* **Records contained in a dataset**:
* * * * * * *

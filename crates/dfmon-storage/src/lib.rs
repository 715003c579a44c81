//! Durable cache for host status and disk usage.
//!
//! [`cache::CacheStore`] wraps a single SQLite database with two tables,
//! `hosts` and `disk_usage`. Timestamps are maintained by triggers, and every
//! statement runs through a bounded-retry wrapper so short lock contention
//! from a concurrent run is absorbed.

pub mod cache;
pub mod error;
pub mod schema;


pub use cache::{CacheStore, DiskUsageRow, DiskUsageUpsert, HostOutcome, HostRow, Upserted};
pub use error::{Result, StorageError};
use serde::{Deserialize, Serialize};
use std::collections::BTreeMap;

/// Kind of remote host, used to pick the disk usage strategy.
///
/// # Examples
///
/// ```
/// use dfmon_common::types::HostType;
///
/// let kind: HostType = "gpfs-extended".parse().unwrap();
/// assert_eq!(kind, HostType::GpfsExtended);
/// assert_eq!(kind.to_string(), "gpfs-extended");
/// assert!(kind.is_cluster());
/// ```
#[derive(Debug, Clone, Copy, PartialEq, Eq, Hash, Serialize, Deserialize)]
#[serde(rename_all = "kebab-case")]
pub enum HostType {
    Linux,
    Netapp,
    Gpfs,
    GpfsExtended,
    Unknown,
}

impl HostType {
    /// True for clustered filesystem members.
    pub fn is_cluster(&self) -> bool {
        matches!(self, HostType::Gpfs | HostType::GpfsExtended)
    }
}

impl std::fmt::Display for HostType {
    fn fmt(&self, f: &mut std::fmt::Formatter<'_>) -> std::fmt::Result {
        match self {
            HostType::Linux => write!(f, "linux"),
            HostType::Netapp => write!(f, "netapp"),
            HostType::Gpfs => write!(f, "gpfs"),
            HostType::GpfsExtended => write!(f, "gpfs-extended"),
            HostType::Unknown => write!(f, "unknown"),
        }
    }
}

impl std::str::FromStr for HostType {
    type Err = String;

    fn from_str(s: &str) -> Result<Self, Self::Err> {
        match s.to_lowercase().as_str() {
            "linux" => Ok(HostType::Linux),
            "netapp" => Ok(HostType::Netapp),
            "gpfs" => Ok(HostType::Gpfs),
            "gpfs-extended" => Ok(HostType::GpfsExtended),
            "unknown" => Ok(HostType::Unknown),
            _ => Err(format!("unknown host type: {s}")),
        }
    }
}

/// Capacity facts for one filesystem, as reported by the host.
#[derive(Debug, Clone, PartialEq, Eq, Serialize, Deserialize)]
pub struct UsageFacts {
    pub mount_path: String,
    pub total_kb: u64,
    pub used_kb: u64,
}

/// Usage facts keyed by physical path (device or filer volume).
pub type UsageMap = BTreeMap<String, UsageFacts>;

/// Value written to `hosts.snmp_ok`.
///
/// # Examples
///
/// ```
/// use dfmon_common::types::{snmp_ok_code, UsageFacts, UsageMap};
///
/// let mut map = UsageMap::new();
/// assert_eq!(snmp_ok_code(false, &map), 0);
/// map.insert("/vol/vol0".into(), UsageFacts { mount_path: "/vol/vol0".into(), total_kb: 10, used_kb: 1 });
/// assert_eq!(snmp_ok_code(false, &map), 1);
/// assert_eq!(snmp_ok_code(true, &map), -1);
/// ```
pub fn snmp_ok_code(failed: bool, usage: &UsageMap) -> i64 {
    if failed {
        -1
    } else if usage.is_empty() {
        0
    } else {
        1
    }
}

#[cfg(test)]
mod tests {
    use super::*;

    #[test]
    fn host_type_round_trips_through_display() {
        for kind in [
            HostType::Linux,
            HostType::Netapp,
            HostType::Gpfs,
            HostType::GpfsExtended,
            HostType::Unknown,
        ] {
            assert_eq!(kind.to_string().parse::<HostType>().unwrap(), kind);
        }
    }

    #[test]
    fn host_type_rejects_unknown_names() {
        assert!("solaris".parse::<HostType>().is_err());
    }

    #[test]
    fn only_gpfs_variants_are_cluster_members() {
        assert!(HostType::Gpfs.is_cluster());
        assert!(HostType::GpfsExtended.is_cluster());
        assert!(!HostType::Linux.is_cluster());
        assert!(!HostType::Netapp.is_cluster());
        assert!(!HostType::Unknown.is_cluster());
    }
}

* * * * * * *

* **Your instructions**: Please set down each entry again, word for word.

* **Task solution**:
filename crates/dfmon-storage/src/lib.rs
repository 715003c579a44c81
//! Durable cache for host status and disk usage.
//!
//! [`cache::CacheStore`] wraps a single SQLite database with two tables,
//! `hosts` and `disk_usage`. Timestamps are maintained by triggers, and every
//! statement runs through a bounded-retry wrapper so short lock contention
//! from a concurrent run is absorbed.

pub mod cache;
pub mod error;
pub mod schema;


pub use cache::{CacheStore, DiskUsageRow, DiskUsageUpsert, HostOutcome, HostRow, Upserted};
pub use error::{Result, StorageError};
use serde::{Deserialize, Serialize};
use std::collections::BTreeMap;

/// Kind of remote host, used to pick the disk usage strategy.
///
/// # Examples
///
/// ```
/// use dfmon_common::types::HostType;
///
/// let kind: HostType = "gpfs-extended".parse().unwrap();
/// assert_eq!(kind, HostType::GpfsExtended);
/// assert_eq!(kind.to_string(), "gpfs-extended");
/// assert!(kind.is_cluster());
/// ```
#[derive(Debug, Clone, Copy, PartialEq, Eq, Hash, Serialize, Deserialize)]
#[serde(rename_all = "kebab-case")]
pub enum HostType {
    Linux,
    Netapp,
    Gpfs,
    GpfsExtended,
    Unknown,
}

impl HostType {
    /// True for clustered filesystem members.
    pub fn is_cluster(&self) -> bool {
        matches!(self, HostType::Gpfs | HostType::GpfsExtended)
    }
}

impl std::fmt::Display for HostType {
    fn fmt(&self, f: &mut std::fmt::Formatter<'_>) -> std::fmt::Result {
        match self {
            HostType::Linux => write!(f, "linux"),
            HostType::Netapp => write!(f, "netapp"),
            HostType::Gpfs => write!(f, "gpfs"),
            HostType::GpfsExtended => write!(f, "gpfs-extended"),
            HostType::Unknown => write!(f, "unknown"),
        }
    }
}

impl std::str::FromStr for HostType {
    type Err = String;

    fn from_str(s: &str) -> Result<Self, Self::Err> {
        match s.to_lowercase().as_str() {
            "linux" => Ok(HostType::Linux),
            "netapp" => Ok(HostType::Netapp),
            "gpfs" => Ok(HostType::Gpfs),
            "gpfs-extended" => Ok(HostType::GpfsExtended),
            "unknown" => Ok(HostType::Unknown),
            _ => Err(format!("unknown host type: {s}")),
        }
    }
}

/// Capacity facts for one filesystem, as reported by the host.
#[derive(Debug, Clone, PartialEq, Eq, Serialize, Deserialize)]
pub struct UsageFacts {
    pub mount_path: String,
    pub total_kb: u64,
    pub used_kb: u64,
}

/// Usage facts keyed by physical path (device or filer volume).
pub type UsageMap = BTreeMap<String, UsageFacts>;

/// Value written to `hosts.snmp_ok`.
///
/// # Examples
///
/// ```
/// use dfmon_common::types::{snmp_ok_code, UsageFacts, UsageMap};
///
/// let mut map = UsageMap::new();
/// assert_eq!(snmp_ok_code(false, &map), 0);
/// map.insert("/vol/vol0".into(), UsageFacts { mount_path: "/vol/vol0".into(), total_kb: 10, used_kb: 1 });
/// assert_eq!(snmp_ok_code(false, &map), 1);
/// assert_eq!(snmp_ok_code(true, &map), -1);
/// ```
pub fn snmp_ok_code(failed: bool, usage: &UsageMap) -> i64 {
    if failed {
        -1
    } else if usage.is_empty() {
        0
    } else {
        1
    }
}

#[cfg(test)]
mod tests {
    use super::*;

    #[test]
    fn host_type_round_trips_through_display() {
        for kind in [
            HostType::Linux,
            HostType::Netapp,
            HostType::Gpfs,
            HostType::GpfsExtended,
            HostType::Unknown,
        ] {
            assert_eq!(kind.to_string().parse::<HostType>().unwrap(), kind);
        }
    }

    #[test]
    fn host_type_rejects_unknown_names() {
        assert!("solaris".parse::<HostType>().is_err());
    }

    #[test]
    fn only_gpfs_variants_are_cluster_members() {
        assert!(HostType::Gpfs.is_cluster());
        assert!(HostType::GpfsExtended.is_cluster());
        assert!(!HostType::Linux.is_cluster());
        assert!(!HostType::Netapp.is_cluster());
        assert!(!HostType::Unknown.is_cluster());
    }
}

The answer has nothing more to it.